Nicotinic acetylcholine receptors in the mesolimbic pathway: primary role of ventral tegmental area alpha6beta2 receptors in mediating systemic nicotine effects on dopamine release, locomotion, and reinforcement

α6* nicotinic acetylcholine receptors (nAChRs) are highly and selectively expressed by mesostriatal dopamine (DA) neurons. These neurons are thought to mediate several behavioral effects of nicotine, including locomotion, habit learning, and reinforcement. Yet the functional role of α6* nAChRs in midbrain DA neurons is mostly unknown. The aim of this study was to determine the composition and in vivo functional role of α6* nAChR in mesolimbic DA neurons of male rats. Immunoprecipitation and immunopurification techniques coupled with cell-specific lesions showed that the composition of α6* nAChR in the mesostriatal system is heterogeneous, with (non-α4)α6β2* being predominant in the mesolimbic pathway and α4α6β2* in the nigrostriatal pathway.

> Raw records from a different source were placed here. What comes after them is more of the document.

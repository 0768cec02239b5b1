//! # Ledger Commands
//!
//! Decoded request payloads and the closed `Command` type dispatched by
//! `LedgerService::execute`.
//!
//! Field names are the JSON names used on the wire. Unknown fields are
//! ignored, so a full property record submitted for issuance decodes into
//! `IssueRequest` with its ownership and listing data dropped.

use serde::{Deserialize, Serialize};

use crate::domain::entities::UrlLink;
use crate::errors::LedgerError;
use crate::events::LedgerEvent;

// =============================================================================
// PAYLOADS
// =============================================================================

/// `issuePropertyToken` payload.
#[derive(Clone, Debug, Default, PartialEq, Serialize, Deserialize)]
pub struct IssueRequest {
    #[serde(default)]
    pub name: String,
    #[serde(rename = "adrStreet", default)]
    pub street: String,
    #[serde(rename = "adrCity", default)]
    pub city: String,
    #[serde(rename = "adrPostcode", default)]
    pub postcode: String,
    #[serde(rename = "adrState", default)]
    pub state: String,
    #[serde(rename = "buyval", default)]
    pub buy_value: f64,
    #[serde(rename = "mktval", default)]
    pub market_value: f64,
    pub quantity: u64,
    pub issuer: String,
    #[serde(rename = "issueDate", default)]
    pub issue_date: String,
    #[serde(rename = "urlLink", default)]
    pub links: Option<Vec<UrlLink>>,
}

/// `setForSale` payload.
#[derive(Clone, Debug, PartialEq, Serialize, Deserialize)]
pub struct ListingRequest {
    #[serde(rename = "cusip")]
    pub asset_id: String,
    #[serde(rename = "fromCompany")]
    pub seller: String,
    pub quantity: u64,
    #[serde(rename = "sellval")]
    pub unit_price: f64,
}

/// `transferPaper` payload.
#[derive(Clone, Debug, PartialEq, Eq, Serialize, Deserialize)]
pub struct TransferRequest {
    #[serde(rename = "cusip")]
    pub asset_id: String,
    #[serde(rename = "fromCompany")]
    pub seller: String,
    #[serde(rename = "toCompany")]
    pub buyer: String,
    pub quantity: u64,
}

/// `updateMktVal` payload.
#[derive(Clone, Debug, PartialEq, Serialize, Deserialize)]
pub struct ValuationRequest {
    #[serde(rename = "cusip")]
    pub asset_id: String,
    #[serde(rename = "mktval")]
    pub market_value: f64,
}

/// `setRent` payload.
#[derive(Clone, Debug, PartialEq, Serialize, Deserialize)]
pub struct RentRateRequest {
    #[serde(rename = "cusip")]
    pub asset_id: String,
    #[serde(rename = "value")]
    pub rate: f64,
    #[serde(rename = "invid")]
    pub issuer: String,
}

/// `processRent` payload.
#[derive(Clone, Debug, PartialEq, Serialize, Deserialize)]
pub struct RentPaymentRequest {
    #[serde(rename = "cusip")]
    pub asset_id: String,
    /// Amount the payer claims to pay; only used for the sufficiency check.
    #[serde(rename = "payment")]
    pub stated_payment: f64,
    /// Paying account.
    #[serde(rename = "issuer")]
    pub payer: String,
}

/// `setRenters` payload.
#[derive(Clone, Debug, PartialEq, Eq, Serialize, Deserialize)]
pub struct RenterRequest {
    #[serde(rename = "cusip")]
    pub asset_id: String,
    pub action: String,
    #[serde(rename = "invid")]
    pub renter: String,
}

/// Roster mutation requested by `setRenters`.
#[derive(Clone, Copy, Debug, PartialEq, Eq)]
pub enum RenterAction {
    Add,
    Remove,
}

impl std::str::FromStr for RenterAction {
    type Err = LedgerError;

    fn from_str(s: &str) -> Result<Self, Self::Err> {
        match s.to_ascii_lowercase().as_str() {
            "add" => Ok(Self::Add),
            "remove" => Ok(Self::Remove),
            other => Err(LedgerError::invalid_request(format!(
                "unknown renter action '{other}', expected add or remove"
            ))),
        }
    }
}

// =============================================================================
// COMMAND
// =============================================================================

/// Every invocation the ledger accepts.
#[derive(Clone, Debug, PartialEq)]
pub enum Command {
    /// Create the global asset key index if absent.
    Init,
    CreateAccount { id: String },
    CreateAccounts { count: u32 },
    IssuePropertyToken(IssueRequest),
    SetForSale(ListingRequest),
    TransferPaper(TransferRequest),
    UpdateMktVal(ValuationRequest),
    SetRent(RentRateRequest),
    ProcessRent(RentPaymentRequest),
    SetRenters(RenterRequest),
    GetAccount { id: String },
    GetAsset { asset_id: String },
    ListAssets,
    /// Generic fetch of any key; output is the raw record.
    FetchRaw { key: String },
}

impl Command {
    /// Wire function name of this command.
    #[must_use]
    pub fn name(&self) -> &'static str {
        match self {
            Self::Init => "init",
            Self::CreateAccount { .. } => "createAccount",
            Self::CreateAccounts { .. } => "createAccounts",
            Self::IssuePropertyToken(_) => "issuePropertyToken",
            Self::SetForSale(_) => "setForSale",
            Self::TransferPaper(_) => "transferPaper",
            Self::UpdateMktVal(_) => "updateMktVal",
            Self::SetRent(_) => "setRent",
            Self::ProcessRent(_) => "processRent",
            Self::SetRenters(_) => "setRenters",
            Self::GetAccount { .. } => "getAccount",
            Self::GetAsset { .. } => "getAsset",
            Self::ListAssets => "listAssets",
            Self::FetchRaw { .. } => "fetchRaw",
        }
    }

    /// True for commands that never write to the store.
    #[must_use]
    pub fn is_query(&self) -> bool {
        matches!(
            self,
            Self::GetAccount { .. } | Self::GetAsset { .. } | Self::ListAssets | Self::FetchRaw { .. }
        )
    }
}

/// Outcome of an executed command.
#[derive(Clone, Debug, Default, Serialize)]
pub struct Receipt {
    /// Events emitted by a committed transaction, in commit order.
    pub events: Vec<LedgerEvent>,
    /// Query result, if the command was a query.
    #[serde(skip_serializing_if = "Option::is_none")]
    pub output: Option<serde_json::Value>,
}

impl Receipt {
    pub fn with_events(events: Vec<LedgerEvent>) -> Self {
        Self {
            events,
            output: None,
        }
    }

    pub fn with_output(output: serde_json::Value) -> Self {
        Self {
            events: Vec::new(),
            output: Some(output),
        }
    }
}

#[cfg(test)]
mod tests {
    use super::*;

    #[test]
    fn test_issue_request_ignores_ownership_fields() {
        let json = r#"{"name":"Loft","adrStreet":"1 Main","adrCity":"Oslo","adrPostcode":"0150","adrState":"NO",
            "quantity":100,"issuer":"company1","issueDate":"1456161763790",
            "owner":[{"invid":"company9","quantity":5}]}"#;
        let req: IssueRequest = serde_json::from_str(json).unwrap();
        assert_eq!(req.quantity, 100);
        assert_eq!(req.issuer, "company1");
        assert!(req.links.is_none());
    }

    #[test]
    fn test_transfer_request_wire_names() {
        let req: TransferRequest = serde_json::from_str(
            r#"{"cusip":"abc","fromCompany":"A","toCompany":"B","quantity":4}"#,
        )
        .unwrap();
        assert_eq!(req.seller, "A");
        assert_eq!(req.buyer, "B");
    }

    #[test]
    fn test_negative_quantity_rejected_by_decoder() {
        let res: Result<ListingRequest, _> = serde_json::from_str(
            r#"{"cusip":"abc","fromCompany":"A","quantity":-4,"sellval":1.0}"#,
        );
        assert!(res.is_err());
    }

    #[test]
    fn test_renter_action_parse() {
        assert_eq!("ADD".parse::<RenterAction>().unwrap(), RenterAction::Add);
        assert_eq!("remove".parse::<RenterAction>().unwrap(), RenterAction::Remove);
        assert!("evict".parse::<RenterAction>().is_err());
    }
}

We verified whether α6* receptors mediate the systemic effects of nicotine on the mesolimbic DA pathway by perfusing the selective antagonists α-conotoxin MII (CntxMII) (α3/α6β2* selective) or α-conotoxin PIA (CntxPIA) (α6β2* selective) into ventral tegmental area (VTA). The intra-VTA perfusion of CntxMII or CntxPIA markedly decreased systemic nicotine-elicited DA release in the nucleus accumbens and habituated locomotion; the intra-VTA perfusion of CntxMII also decreased the rate of nicotine infusion in the maintenance phase of nicotine, but not of food, self-administration. Overall, the results of these experiments show that the α6β2* nAChRs expressed in the VTA are necessary for the effects of systemic nicotine on DA neuron activity and DA-dependent behaviors such as locomotion and reinforcement, and suggest that α6β2*-selective compounds capable of crossing the blood–brain barrier may affect the addictive properties of nicotine and therefore be useful in the treatment of tobacco dependence.